→ PROBLEM DETAILS
If a line of the records contains the word "ChargerCloud", list it.

*** EXTRACTED MATERIAL ***

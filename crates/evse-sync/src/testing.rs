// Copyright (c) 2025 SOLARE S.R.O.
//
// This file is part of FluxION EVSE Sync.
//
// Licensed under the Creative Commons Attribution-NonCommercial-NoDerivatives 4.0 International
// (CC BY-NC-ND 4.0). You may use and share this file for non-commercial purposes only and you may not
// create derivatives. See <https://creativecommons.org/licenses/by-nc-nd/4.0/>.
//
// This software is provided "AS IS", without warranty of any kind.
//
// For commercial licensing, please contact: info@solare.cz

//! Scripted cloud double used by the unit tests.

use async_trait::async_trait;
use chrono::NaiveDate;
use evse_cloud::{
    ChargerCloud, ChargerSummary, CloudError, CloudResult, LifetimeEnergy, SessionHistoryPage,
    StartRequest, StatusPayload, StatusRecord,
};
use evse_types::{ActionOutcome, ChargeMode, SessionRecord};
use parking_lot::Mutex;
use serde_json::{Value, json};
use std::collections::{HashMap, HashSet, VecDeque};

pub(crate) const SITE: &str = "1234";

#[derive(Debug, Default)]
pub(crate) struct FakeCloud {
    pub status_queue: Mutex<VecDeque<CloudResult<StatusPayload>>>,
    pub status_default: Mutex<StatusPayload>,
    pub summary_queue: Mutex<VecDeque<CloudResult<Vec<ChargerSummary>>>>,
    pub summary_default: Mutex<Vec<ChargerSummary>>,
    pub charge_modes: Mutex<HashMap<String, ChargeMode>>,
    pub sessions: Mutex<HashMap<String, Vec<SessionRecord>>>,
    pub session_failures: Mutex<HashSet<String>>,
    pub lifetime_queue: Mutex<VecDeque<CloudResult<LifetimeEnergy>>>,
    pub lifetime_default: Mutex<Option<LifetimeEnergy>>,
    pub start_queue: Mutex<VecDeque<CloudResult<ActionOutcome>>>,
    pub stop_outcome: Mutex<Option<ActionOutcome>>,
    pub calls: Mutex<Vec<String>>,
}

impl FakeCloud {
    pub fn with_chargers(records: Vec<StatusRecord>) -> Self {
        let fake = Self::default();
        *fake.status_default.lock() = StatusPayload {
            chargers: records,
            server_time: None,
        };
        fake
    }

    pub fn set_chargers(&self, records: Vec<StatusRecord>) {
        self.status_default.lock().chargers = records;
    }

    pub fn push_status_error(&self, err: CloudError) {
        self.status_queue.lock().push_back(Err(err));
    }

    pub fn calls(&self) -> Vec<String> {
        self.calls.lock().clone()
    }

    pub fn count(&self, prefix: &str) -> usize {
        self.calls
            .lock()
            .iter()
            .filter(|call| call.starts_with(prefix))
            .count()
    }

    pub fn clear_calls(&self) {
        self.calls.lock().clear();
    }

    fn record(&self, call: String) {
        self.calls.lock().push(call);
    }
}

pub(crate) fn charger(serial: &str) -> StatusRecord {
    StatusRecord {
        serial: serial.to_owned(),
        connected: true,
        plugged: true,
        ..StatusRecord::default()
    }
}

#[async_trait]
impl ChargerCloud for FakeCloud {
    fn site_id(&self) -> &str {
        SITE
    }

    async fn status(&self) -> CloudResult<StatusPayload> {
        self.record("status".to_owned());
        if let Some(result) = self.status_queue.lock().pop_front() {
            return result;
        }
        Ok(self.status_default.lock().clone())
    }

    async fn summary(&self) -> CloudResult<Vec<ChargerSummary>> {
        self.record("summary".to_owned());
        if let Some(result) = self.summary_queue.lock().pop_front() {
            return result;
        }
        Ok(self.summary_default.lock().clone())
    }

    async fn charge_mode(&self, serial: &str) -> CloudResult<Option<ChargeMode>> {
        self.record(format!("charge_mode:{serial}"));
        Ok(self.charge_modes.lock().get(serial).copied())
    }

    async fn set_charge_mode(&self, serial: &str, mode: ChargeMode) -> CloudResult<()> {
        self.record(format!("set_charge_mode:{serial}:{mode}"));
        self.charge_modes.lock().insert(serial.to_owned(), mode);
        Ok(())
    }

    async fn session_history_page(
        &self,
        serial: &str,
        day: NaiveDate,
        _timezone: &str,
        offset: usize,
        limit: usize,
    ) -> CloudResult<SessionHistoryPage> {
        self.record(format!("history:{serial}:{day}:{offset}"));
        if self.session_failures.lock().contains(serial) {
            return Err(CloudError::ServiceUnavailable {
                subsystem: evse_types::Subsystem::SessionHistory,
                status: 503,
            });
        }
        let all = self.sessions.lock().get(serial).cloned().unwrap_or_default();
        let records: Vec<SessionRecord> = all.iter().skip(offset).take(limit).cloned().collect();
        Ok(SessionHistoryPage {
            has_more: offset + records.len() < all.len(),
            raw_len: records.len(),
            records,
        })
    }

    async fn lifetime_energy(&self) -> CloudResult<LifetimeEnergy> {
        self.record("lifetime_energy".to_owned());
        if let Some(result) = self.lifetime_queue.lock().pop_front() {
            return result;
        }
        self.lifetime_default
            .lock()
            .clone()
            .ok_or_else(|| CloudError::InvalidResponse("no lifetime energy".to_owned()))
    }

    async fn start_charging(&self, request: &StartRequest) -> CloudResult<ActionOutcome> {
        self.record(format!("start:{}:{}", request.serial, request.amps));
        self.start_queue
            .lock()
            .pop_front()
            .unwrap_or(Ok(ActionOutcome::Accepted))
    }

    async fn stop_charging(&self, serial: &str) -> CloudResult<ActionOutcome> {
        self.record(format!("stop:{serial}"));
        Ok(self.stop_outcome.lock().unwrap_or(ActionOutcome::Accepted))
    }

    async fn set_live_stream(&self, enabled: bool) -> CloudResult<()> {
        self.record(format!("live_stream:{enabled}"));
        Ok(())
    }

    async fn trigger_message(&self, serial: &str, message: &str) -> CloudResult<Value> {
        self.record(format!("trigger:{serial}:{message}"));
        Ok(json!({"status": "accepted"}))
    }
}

***

→ EXPECTED ANSWER
    ChargerCloud, ChargerSummary, CloudError, CloudResult, LifetimeEnergy, SessionHistoryPage,
impl ChargerCloud for FakeCloud {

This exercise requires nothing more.